Monday, August 30, 2004

Monday, August 30th, 2004

No quotes today, or even a title. I'm not in the mood.

Last night was no better. She just kept acting as though nothing had happened yesterday. She did ask me how my day went, and I couldn't give her a straight answer, so I said something along the lines of "Fine. Peachy. Great." It wasn't, of course, but that was all I was willing to give her. I guess it wasn't all untrue, because it was fine, as much as it could have been.

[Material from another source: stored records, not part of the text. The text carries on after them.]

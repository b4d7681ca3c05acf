pub mod account;
pub mod error;
pub mod traits;
pub mod transaction;

pub use account::{AccountState, BankAccount};
pub use error::Error;
pub use traits::{DeadLetterQueue, HistoryOutput, OperationStream};
pub use transaction::{Operation, Transaction, TransactionKind};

Crap. I want to go. I don't know where, but I want to go. I have my little bag packed and I'm ready to go. I need to go. Somewhere. I can't bring myself to go, though. I feel so guilty. It's like, okay bub, get yer act together!! Suck it up and do!! I can't, though!! Argh!! I can't just pack up and go. Who's going to take the dogs out during the day?? Who's going to make sure the boys have their lunches and breakfast before they head out?? Who's going to pack Heidi's lunch?? Fill up her water bottles?? Who's going to be here when the boys get home from school?!?

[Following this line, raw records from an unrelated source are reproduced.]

use std::io::Read;
use std::pin::Pin;
use std::str::FromStr;

use futures::stream::{self, Stream};
use rust_decimal::Decimal;
use serde::Deserialize;

use crate::domain::traits::OperationStream;
use crate::domain::{Error, Operation};

pub struct CsvReader<R: Read> {
    reader: Option<csv::Reader<R>>,
}

impl<R: Read> CsvReader<R> {
    pub fn new(reader: R) -> Self {
        let rdr = csv::ReaderBuilder::new()
            .trim(csv::Trim::All)
            .flexible(true)
            .from_reader(reader);

        Self { reader: Some(rdr) }
    }
}

/// Internal shape used only for CSV deserialization.
#[derive(Debug, Deserialize)]
struct CsvRow {
    #[serde(rename = "type")]
    kind: String,
    amount: Option<String>,
}

fn parse_amount(raw: &str) -> Result<Decimal, Error> {
    Decimal::from_str(raw).map_err(|e| Error::Ingestion(format!("Invalid amount {}: {}", raw, e)))
}

impl TryFrom<CsvRow> for Operation {
    type Error = Error;

    fn try_from(row: CsvRow) -> Result<Self, Self::Error> {
        let amount = row.amount.as_deref().filter(|a| !a.is_empty());
        let op = match (row.kind.to_ascii_lowercase().as_str(), amount) {
            ("deposit", Some(amount)) => Operation::Deposit {
                amount: parse_amount(amount)?,
            },
            ("withdraw" | "withdrawal", Some(amount)) => Operation::Withdraw {
                amount: parse_amount(amount)?,
            },
            ("close", None) => Operation::Close,
            ("deposit" | "withdraw" | "withdrawal", None) => {
                return Err(Error::Ingestion(format!("Missing amount for {}", row.kind)));
            }
            ("close", Some(amount)) => {
                return Err(Error::Ingestion(format!(
                    "Unexpected amount {} for close",
                    amount
                )));
            }
            (other, _) => {
                return Err(Error::Ingestion(format!(
                    "Invalid operation type: {}",
                    other
                )));
            }
        };

        Ok(op)
    }
}

impl<R: Read + Send + 'static> OperationStream for CsvReader<R> {
    type OpStream = Pin<Box<dyn Stream<Item = Result<Operation, Error>> + Send>>;

    fn stream(&mut self) -> Self::OpStream {
        // Take the reader so the returned stream owns everything it reads.
        let reader = match self.reader.take() {
            Some(r) => r,
            None => return Box::pin(stream::empty()),
        };

        let iter = reader
            .into_deserialize::<CsvRow>()
            .map(|row_res| match row_res {
                Ok(row) => Operation::try_from(row),
                Err(e) => Err(Error::Ingestion(format!(
                    "CSV deserialization error: {}",
                    e
                ))),
            });

        Box::pin(stream::iter(iter))
    }
}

Cripes, I KNOW that I can't take care of anyone else unless I can take care of myself, first, but this is another one of my "loops," or "cycles." Call them what you will. They are there, and are almost physical barriers.

Crud. Football seasons is about to open. Just another couple of weekends. I have no idea where the Eagles or the Niners are. I have listened to nothing, watched no pre-season, nor read anything. That is scary. This is the very first time ever that I have not shown any interest in football!! It's like, I think about it, I know it's there, but it doesn't interest me. Wow.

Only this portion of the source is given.